Earning All-America honors three times at Tech, he claimed every collegiate honor from the Jack Nicklaus Player-of-the-Year Award to Atlantic Coast Conference Player of the Year. He was inducted into the Tech Hall of Fame in 2005.

He has won 16 tournaments worldwide, including the one the Brits call “the Open Championship” and we Yanks know as the British Open. Every day he is at home at TPC Sugarloaf, he walks by a replica of the Claret Jug that he was awarded for winning the tournament in 2009, a reminder that only a fortunate few have enjoyed this experience.

In his 26 years as a professional, he has accumulated an impressive $40 million-plus. He does not have to worry about making his VISA card payments. He could pay cash for a Lamborghini if he wanted one.

With his low-key demeanor, however, he pursues a modest lifestyle and supports several church initiatives and charities. His wife, Lisa, is a cancer survivor, and he is heavily involved with Obria Medical Clinics and Gwinnett Medical Center Foundation. He is never loud, out of sync socially or out of order professionally. After all, he is a small-town boy who never lost his perspective. The bright lights and big time never turned his head.

Following his treasured 2009 Open victory in Turnberry, Scotland, however, Cink experienced a downturn in which he had to rely on exemptions based on his status as a career money winner to enter tour events in 2016-17. He did not win any tournaments during that stretch although he still finished in the money. Winning the Safeway Open last fall brought about a return to the Masters Tournament field this month.

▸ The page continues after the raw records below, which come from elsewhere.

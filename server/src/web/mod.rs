// tee_orders_server/src/web/mod.rs

pub mod handlers;
pub mod routes;

pub use routes::configure_app_routes;
// tee_orders/src/grouping.rs

//! Reconstructs payment submissions from pending members.
//!
//! A submission stamps every selected member with the same payer name, instant
//! and proof image, but members are stored independently and carry no
//! submission id. Grouping recovers the batches by keying on
//! `(payer name, time bucket)`, where buckets are fixed windows aligned to the
//! Unix epoch. Two submissions straddling a bucket edge therefore land in
//! different groups even when made seconds apart, and two payers with the same
//! name inside one window merge.

use chrono::{DateTime, Duration, Utc};
use serde::Serialize;
use std::collections::HashMap;
use std::fmt;
use std::sync::Arc;
use tracing::warn;

use crate::error::{OrderError, OrderResult};
use crate::model::{MemberRef, MemberView, PaymentStatus, Price, PriceTable};

pub const DEFAULT_WINDOW_MINUTES: i64 = 5;

#[derive(Debug, Clone, PartialEq, Eq, Hash)]
pub struct PaymentGroupKey {
  pub paid_by: String,
  pub bucket: i64,
}

impl fmt::Display for PaymentGroupKey {
  fn fmt(&self, f: &mut fmt::Formatter<'_>) -> fmt::Result {
    write!(f, "{}-{}", self.paid_by, self.bucket)
  }
}

/// One reconstructed transfer submission. Derived on every call, never stored.
#[derive(Debug, Clone, PartialEq, Eq, Serialize)]
#[serde(rename_all = "camelCase")]
pub struct PaymentGroup {
  pub key: String,
  pub paid_by: String,
  pub bucket: i64,
  /// Taken from the first member seen for this key.
  pub paid_at: DateTime<Utc>,
  pub proof_image: Option<String>,
  pub members: Vec<MemberView>,
  pub total: Price,
  /// Sizes in this group the price table does not know. They count as 0 in `total`.
  pub unpriced_sizes: Vec<String>,
}

impl PaymentGroup {
  pub fn references(&self) -> Vec<MemberRef> {
    self.members.iter().map(MemberView::reference).collect()
  }
}

#[derive(Debug, Clone)]
pub struct PaymentGrouper {
  prices: Arc<PriceTable>,
  window_ms: i64,
}

impl PaymentGrouper {
  pub fn new(prices: Arc<PriceTable>) -> Self {
    Self {
      prices,
      window_ms: Duration::minutes(DEFAULT_WINDOW_MINUTES).num_milliseconds(),
    }
  }

  pub fn with_window(mut self, window: Duration) -> OrderResult<Self> {
    let window_ms = window.num_milliseconds();
    if window_ms <= 0 {
      return Err(OrderError::validation("Payment grouping window must be positive."));
    }
    self.window_ms = window_ms;
    Ok(self)
  }

  pub fn window(&self) -> Duration {
    Duration::milliseconds(self.window_ms)
  }

  /// Epoch-aligned bucket index. Floors toward negative infinity for pre-epoch instants.
  pub fn bucket_of(&self, at: DateTime<Utc>) -> i64 {
    at.timestamp_millis().div_euclid(self.window_ms)
  }

  /// Groups the pending members among `members`, in first-seen key order.
  ///
  /// Members that are not `PENDING`, or lack a payer or payment instant, are
  /// not actionable and are left out.
  pub fn group<'a, I>(&self, members: I) -> Vec<PaymentGroup>
  where
    I: IntoIterator<Item = &'a MemberView>,
  {
    let mut slots: HashMap<PaymentGroupKey, usize> = HashMap::new();
    let mut groups: Vec<PaymentGroup> = Vec::new();

    for view in members {
      let member = &view.member;
      if member.payment_status != PaymentStatus::Pending {
        continue;
      }
      let (Some(paid_by), Some(paid_at)) = (member.paid_by.as_ref(), member.paid_at) else {
        continue;
      };

      let key = PaymentGroupKey {
        paid_by: paid_by.clone(),
        bucket: self.bucket_of(paid_at),
      };
      let slot = *slots.entry(key.clone()).or_insert_with(|| {
        groups.push(PaymentGroup {
          key: key.to_string(),
          paid_by: key.paid_by.clone(),
          bucket: key.bucket,
          paid_at,
          proof_image: member.proof_image.clone(),
          members: Vec::new(),
          total: 0,
          unpriced_sizes: Vec::new(),
        });
        groups.len() - 1
      });

      let group = &mut groups[slot];
      match self.prices.price_of(&member.size) {
        Some(price) => group.total += price,
        None => {
          warn!(
            member = %view.reference(),
            size = %member.size,
            group = %group.key,
            "Pending member has a size with no price; counted as 0."
          );
          group.unpriced_sizes.push(member.size.clone());
        }
      }
      group.members.push(view.clone());
    }

    groups
  }
}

In addition to winning at Turnberry, Cink has the distinction of clinching a Presidents Cup victory for the U.S. in 2007 when he defeated Australia’s Nick O’Hern. His contribution in Montreal enabled the American team to win the Presidents Cup for a fifth time. He has been a member of five Ryder Cup teams, winning once, but enjoying worldwide competition and the spirit of international play.

At Turnberry, he was not the sentimental favorite. It seemed that everybody was rooting for fellow American Tom Watson, who had prior experience there, winning the Open five times. (Cink even joked that his dad was pulling for Watson.)

Would Watson’s magic continue with a record-tying sixth Open title? Watson winning at age 59 – what a story that would be, the oldest major champion in history. Even the media was unabashedly pulling for him. Luck seemed to be with him. He only had to par the 18th hole to win.

Watson hit a very good shot, but it was too firm, going over the back of the green sightly. The ball wound up eight feet from the hole. Watson missed the putt, which meant a playoff with Cink in a four-hole aggregate format. Cink knew he had the advantage of youth as a 36-year-old and he wound up winning by six strokes.

Ever gracious in defeat, Watson told the disappointed media, “This ain’t a funeral.” Much of the reward of winning golf’s oldest championship was Watson’s handling of a tough loss. It’s something Cink’s friends would have expected of him, too, had the situation been reversed.

His Turnberry victory means that two Georgia Tech golfers, Cink and the immortal Bobby Jones, have won golf’s oldest championship, which Cink appreciates. But he’s still chasing the championship most associated with Jones: the Masters, which Jones co-founded at the club he started, Augusta National. This year, Cink will get his chance to join his name with Jones’ once more.